Exercise: In how many lines of the records does the string "engine" appear? State only the number.

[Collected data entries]
Segment Open
pub async fn check_replies(
    State(state): State<AppState>,
    headers: HeaderMap,
    Json(body): Json<CheckRepliesRequest>,
) -> Result<Json<RepliesReport>, Rejection> {
    security::authorize(&state.config.auth, &headers, "outreach:send").map_err(denied)?;

    let mut replies = BTreeMap::new();
    for token in &body.refs {
        let found = state
            .providers
            .replies
            .search_replies(token)
            .await
            .map_err(|error| provider_unavailable(&error))?;
        replies.insert(token.clone(), found);
    }
    Ok(Json(RepliesReport { ok: true, replies }))
}

#[derive(Debug, Deserialize, Default)]
#[serde(rename_all = "camelCase", default)]
pub struct ScheduleTarget {
    pub email: Option<String>,
    pub ref_token: Option<String>,
}

#[derive(Debug, Deserialize, Default)]
#[serde(rename_all = "camelCase", default)]
pub struct ScheduleOnReplyRequest {
    pub candidates: Vec<ScheduleTarget>,
    pub summary: Option<String>,
    pub description: Option<String>,
    #[serde(rename = "duration")]
    pub duration_minutes: Option<u32>,
    pub timezone: Option<String>,
}

#[derive(Clone, Debug, PartialEq, Eq, Serialize)]
pub struct ScheduleReport {
    pub ok: bool,
    pub scheduled: Vec<ScheduledMeeting>,
}

/// For each candidate whose reply lookup turns something up, creates the
/// meeting and marks them Accepted. Lookup and scheduling errors are logged
/// and skipped so one bad candidate never sinks the batch.
pub async fn schedule_on_reply(
    State(state): State<AppState>,
    headers: HeaderMap,
    Json(body): Json<ScheduleOnReplyRequest>,
) -> Result<Json<ScheduleReport>, Rejection> {
    security::authorize(&state.config.auth, &headers, "outreach:send").map_err(denied)?;

    let defaults = MeetingParameters::default();
    let summary = body.summary.unwrap_or(defaults.summary);
    let description = body.description.unwrap_or(defaults.description);
    let duration_minutes = body.duration_minutes.unwrap_or(defaults.duration_minutes);

    let mut scheduled = Vec::new();
    for target in &body.candidates {
        let (Some(email), Some(token)) = (target.email.as_deref(), target.ref_token.as_deref())
        else {
            continue;
        };
        let replies = match state.providers.replies.search_replies(token).await {
            Ok(replies) => replies,
            Err(error) => {
                warn!(event_name = "outreach.reply_lookup.failed", to = %email, %error, "reply lookup failed");
                continue;
            }
        };
        if replies.is_empty() {
            continue;
        }
        state
            .bus
            .publish(OutreachEvent::log(format!("[Outreach] Reply detected from {email}")));

        let request = MeetingRequest {
            attendees: vec![email.to_owned()],
            summary: summary.clone(),
            description: description.clone(),
            duration_minutes,
            timezone: body.timezone.clone(),
            selected_time: None,
        };
        match state.providers.calendar.schedule_meeting(&request).await {
            Ok(confirmation) => {
                state.registry.update_status(email, CandidateStatus::Accepted);
                state.bus.publish(OutreachEvent::status(email, CandidateStatus::Accepted));
                state.bus.publish(OutreachEvent::log(format!(
                    "[Scheduling] Meeting created for {email}"
                )));
                scheduled.push(ScheduledMeeting {
                    email: email.to_owned(),
                    event_id: confirmation.event_id,
                    meet_link: confirmation.meet_link,
                });
            }
            Err(error) => {
                warn!(event_name = "outreach.schedule.failed", to = %email, %error, "scheduling failed");
            }
        }
    }

    Ok(Json(ScheduleReport { ok: true, scheduled }))
}

#[derive(Debug, Deserialize, Default)]
#[serde(rename_all = "camelCase", default)]
pub struct RunFlowRequest {
    pub candidates: Vec<CandidateDraft>,
    pub subject: Option<String>,
    pub body_template: Option<String>,
    pub window_minutes: Option<u64>,
    pub poll_every_seconds: Option<u64>,
    pub summary: Option<String>,
    pub description: Option<String>,
    #[serde(rename = "duration")]
    pub duration_minutes: Option<u32>,
    pub timezone: Option<String>,
}

/// Runs the full send-poll-schedule engine over the supplied candidates in
/// the background.
pub async fn run_flow(
    State(state): State<AppState>,
    headers: HeaderMap,
    Json(body): Json<RunFlowRequest>,
) -> Result<(StatusCode, Json<Acknowledged>), Rejection> {
    security::authorize(&state.config.auth, &headers, "outreach:run").map_err(denied)?;

    let outreach = &state.config.outreach;
    let poll_secs = body.poll_every_seconds.unwrap_or(outreach.default_poll_interval_secs);
    if poll_secs < outreach.min_poll_interval_secs {
        return Err(bad_request(format!(
            "pollEverySeconds must be at least {}",
            outreach.min_poll_interval_secs
        )));
    }
    let window_minutes = body.window_minutes.unwrap_or(outreach.default_window_minutes);
    if window_minutes > MAX_WINDOW_MINUTES {
        return Err(bad_request(format!(
            "windowMinutes must be at most {MAX_WINDOW_MINUTES}"
        )));
    }

    let defaults = MeetingParameters::default();
    let run = OutreachRun {
        candidates: body.candidates,
        subject: body.subject.unwrap_or_else(|| outreach.default_subject.clone()),
        body_template: body
            .body_template
            .unwrap_or_else(|| outreach.default_body_template.clone()),
        window: Duration::from_secs(window_minutes * 60),
        poll_interval: Duration::from_secs(poll_secs),
        meeting: MeetingParameters {
            summary: body.summary.unwrap_or(defaults.summary),
            description: body.description.unwrap_or(defaults.description),
            duration_minutes: body.duration_minutes.unwrap_or(defaults.duration_minutes),
            timezone: body.timezone,
        },
    };

    let Some(guard) = state.bus.try_begin_run() else {
        return Err(run_conflict());
    };
    let engine = flow_engine(&state);
    tokio::spawn(async move {
        engine.run(run, guard).await;
    });

    Ok((StatusCode::ACCEPTED, Json(Acknowledged { ok: true, status: "started" })))
}

// ---------------------------------------------------------------------------
// Individual outreach commands
// ---------------------------------------------------------------------------

#[derive(Debug, Deserialize, Default)]
#[serde(rename_all = "camelCase", default)]
pub struct SendIndividualRequest {
    pub candidate: Option<CandidateDraft>,
    pub subject: Option<String>,
    pub body_template: Option<String>,
}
Segment Closed
Answer to this problem: 3